Endocrine therapy is the use of medicines that act on the body's endocrine system, either by replacing a deficient hormone, by mimicking or antagonising a natural hormone, by blocking hormone synthesis at the gland, or by modulating the hormone's action at its target receptor. The category overlaps substantially with hormones (the umbrella that catalogues the medicines themselves) and with each of the specific endocrine subspecialties (diabetes medicines, thyroid hormones and antithyroid agents, sex hormone therapy, corticosteroid therapy, calcium and bone metabolism). The category exists as a single page because the underlying pharmacological strategy across these domains is the same: an endogenous signalling system has been disturbed, and a medicine is added that restores or redirects the signal.

The endocrine-therapy category includes, by clinical practice, four strategies.
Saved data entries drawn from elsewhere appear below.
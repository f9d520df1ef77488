use super::load::{default_config_path, resolve_config_path};
use super::schema::*;
use std::sync::{Mutex, OnceLock};

static ENV_LOCK: OnceLock<Mutex<()>> = OnceLock::new();

fn env_lock() -> std::sync::MutexGuard<'static, ()> {
    ENV_LOCK.get_or_init(|| Mutex::new(())).lock().unwrap()
}

struct EnvGuard {
    key: &'static str,
    old: Option<std::ffi::OsString>,
}

impl EnvGuard {
    fn set(key: &'static str, val: &str) -> Self {
        let old = std::env::var_os(key);
        unsafe {
            std::env::set_var(key, val);
        }
        Self { key, old }
    }

    fn remove(key: &'static str) -> Self {
        let old = std::env::var_os(key);
        unsafe {
            std::env::remove_var(key);
        }
        Self { key, old }
    }
}

impl Drop for EnvGuard {
    fn drop(&mut self) {
        match self.old.take() {
            Some(v) => unsafe {
                std::env::set_var(self.key, v);
            },
            None => unsafe {
                std::env::remove_var(self.key);
            },
        }
    }
}

#[test]
fn resolve_config_path_prefers_calando_config_path() {
    let _lock = env_lock();
    let _g1 = EnvGuard::set("CALANDO_CONFIG_PATH", "/tmp/calando-test-config.toml");
    assert_eq!(
        resolve_config_path().unwrap(),
        std::path::PathBuf::from("/tmp/calando-test-config.toml")
    );
}

#[test]
fn default_config_path_prefers_xdg_config_home() {
    let _lock = env_lock();
    let _g1 = EnvGuard::set("XDG_CONFIG_HOME", "/tmp/xdg-config-home");
    let _g2 = EnvGuard::set("HOME", "/tmp/home-should-not-win");

    let p = default_config_path().unwrap();
    assert_eq!(
        p,
        std::path::PathBuf::from("/tmp/xdg-config-home")
            .join("calando")
            .join("config.toml")
    );
}

#[test]
fn default_config_path_falls_back_to_home_dot_config() {
    let _lock = env_lock();
    let _g1 = EnvGuard::remove("XDG_CONFIG_HOME");
    let _g2 = EnvGuard::set("HOME", "/tmp/home-dir");

    let p = default_config_path().unwrap();
    assert_eq!(
        p,
        std::path::PathBuf::from("/tmp/home-dir")
            .join(".config")
            .join("calando")
            .join("config.toml")
    );
}

#[test]
fn settings_load_from_config_file() {
    let _lock = env_lock();

    let dir = tempfile::tempdir().unwrap();
    let cfg_path = dir.path().join("config.toml");
    std::fs::write(
        &cfg_path,
        r#"
[audio]
fade_step = 0.05
fade_tick_ms = 25
replay_window_secs = 5
quit_fade_out_ms = 123

[controls]
volume_step = 0.2

[ui]
header_text = "hello"
spectrum_rows = 12

[playlist]
extensions = ["mp3"]
recursive = false
include_hidden = false
follow_links = false
"#,
    )
    .unwrap();

    let _g1 = EnvGuard::set("CALANDO_CONFIG_PATH", cfg_path.to_str().unwrap());
    let _g2 = EnvGuard::remove("CALANDO__AUDIO__FADE_STEP");

    let s = Settings::load().unwrap();
    assert_eq!(s.audio.fade_step, 0.05);
    assert_eq!(s.audio.fade_tick_ms, 25);
    assert_eq!(s.audio.replay_window_secs, 5);
    assert_eq!(s.audio.quit_fade_out_ms, 123);
    assert_eq!(s.controls.volume_step, 0.2);
    assert_eq!(s.ui.header_text, "hello");
    assert_eq!(s.ui.spectrum_rows, 12);
    assert_eq!(s.playlist.extensions, vec!["mp3".to_string()]);
    assert!(!s.playlist.recursive);
    assert!(!s.playlist.include_hidden);
    assert!(!s.playlist.follow_links);
    assert!(s.validate().is_ok());
}

#[test]
fn settings_env_overrides_file() {
    let _lock = env_lock();

    let dir = tempfile::tempdir().unwrap();
    let cfg_path = dir.path().join("config.toml");
    std::fs::write(&cfg_path, "[audio]\nfade_tick_ms = 40\n").unwrap();

    let _g1 = EnvGuard::set("CALANDO_CONFIG_PATH", cfg_path.to_str().unwrap());
    let _g2 = EnvGuard::set("CALANDO__AUDIO__FADE_TICK_MS", "15");

    let s = Settings::load().unwrap();
    assert_eq!(s.audio.fade_tick_ms, 15);
}

#[test]
fn validate_rejects_bad_fade_and_volume_steps() {
    let mut s = Settings::default();
    assert!(s.validate().is_ok());

    s.audio.fade_step = 0.0;
    assert!(s.validate().is_err());

    s.audio.fade_step = 0.1;
    s.audio.fade_tick_ms = 0;
    assert!(s.validate().is_err());

    s.audio.fade_tick_ms = 40;
    s.controls.volume_step = 1.5;
    assert!(s.validate().is_err());
}
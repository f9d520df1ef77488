//! Audio subsystem: the transport thread, fade scheduling and the spectrum tap.
//!
//! The UI talks to the device thread through `AudioCmd` messages and observes
//! it through two shared handles: the playback session and the spectrum frame.

mod analyzer;
mod fade;
mod player;
mod sink;
mod thread;
mod types;

pub use analyzer::{SPECTRUM_BANDS, SpectrumFrame, SpectrumHandle};
pub use player::AudioPlayer;
pub use types::{AudioCmd, SessionHandle, SessionInfo};

#[cfg(test)]
mod tests;
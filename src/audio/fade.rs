//! Timed linear gain ramps.
//!
//! The scheduler owns at most one ramp at a time: starting a new one
//! unconditionally cancels the previous one, so a fade-in interrupted by a
//! dismiss converges to the dismiss target and never fights it. Ticks are
//! driven by the device thread's wakeups; a stale ticket simply never fires
//! again.

use std::time::{Duration, Instant};

/// What to do once a ramp reaches its target.
#[derive(Debug, Clone, Copy, PartialEq, Eq)]
pub enum FadeThen {
    /// Nothing beyond settling the gain (fade-in on load).
    Settle,
    /// Run dismiss teardown: pause, clear the source, hide the player.
    Dismiss,
}

#[derive(Debug)]
struct Fade {
    target: f32,
    step: f32,
    interval: Duration,
    ticket: u64,
    last_tick: Instant,
    then: FadeThen,
}

/// Result of one due tick: the new gain value and, when the ramp just
/// finished, the completion action to run strictly after the gain settled.
#[derive(Debug, Clone, Copy, PartialEq)]
pub struct FadeTick {
    pub volume: f32,
    pub completed: Option<FadeThen>,
}

#[derive(Debug)]
pub struct FadeScheduler {
    active: Option<Fade>,
    next_ticket: u64,
}

/// Move `current` one step toward `target`, clamped to [0, 1].
/// Returns the new value and whether the target was reached: within one step
/// the value snaps exactly to the target.
pub fn advance(current: f32, target: f32, step: f32) -> (f32, bool) {
    let target = target.clamp(0.0, 1.0);
    if (current - target).abs() <= step {
        return (target, true);
    }
    let next = if current < target {
        current + step
    } else {
        current - step
    };
    (next.clamp(0.0, 1.0), false)
}

impl FadeScheduler {
    pub fn new() -> Self {
        Self {
            active: None,
            next_ticket: 0,
        }
    }

    /// Start a ramp toward `target`, cancelling any in-flight ramp.
    /// Returns the new ramp's ticket.
    pub fn ramp_to(&mut self, target: f32, step: f32, interval: Duration, then: FadeThen) -> u64 {
        self.next_ticket += 1;
        let ticket = self.next_ticket;
        self.active = Some(Fade {
            target: target.clamp(0.0, 1.0),
            step: step.max(f32::EPSILON),
            interval,
            ticket,
            // First adjustment happens one interval from now, like the
            // original interval timer.
            last_tick: Instant::now(),
            then,
        });
        ticket
    }

    /// Drop the active ramp, if any. Its ticket will never fire again.
    pub fn cancel(&mut self) {
        self.active = None;
    }

    pub fn is_active(&self) -> bool {
        self.active.is_some()
    }

    /// The completion action of the active ramp, if any.
    pub fn active_then(&self) -> Option<FadeThen> {
        self.active.as_ref().map(|f| f.then)
    }

    /// The ticket of the active ramp, if any.
    pub fn active_ticket(&self) -> Option<u64> {
        self.active.as_ref().map(|f| f.ticket)
    }

    /// Advance the active ramp if a tick is due at `now`, given the current
    /// gain. Returns `None` when no ramp is active or the tick is not due
    /// yet. A completed ramp is discarded before this returns.
    pub fn tick(&mut self, now: Instant, current: f32) -> Option<FadeTick> {
        let fade = self.active.as_mut()?;
        if now.duration_since(fade.last_tick) < fade.interval {
            return None;
        }
        fade.last_tick = now;

        let (volume, done) = advance(current, fade.target, fade.step);
        if done {
            let then = fade.then;
            self.active = None;
            Some(FadeTick {
                volume,
                completed: Some(then),
            })
        } else {
            Some(FadeTick {
                volume,
                completed: None,
            })
        }
    }
}

impl Default for FadeScheduler {
    fn default() -> Self {
        Self::new()
    }
}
The first is hormone replacement, in which a missing endogenous hormone is supplied as an identical or analogous medicine: levothyroxine for hypothyroidism, insulin for type 1 diabetes and selected type 2, estradiol (with a progestin in women with an intact uterus) for menopausal symptom management, testosterone for hypogonadism, growth hormone for childhood and selected adult deficiency, glucocorticoid and mineralocorticoid replacement for adrenal insufficiency, desmopressin for central diabetes insipidus.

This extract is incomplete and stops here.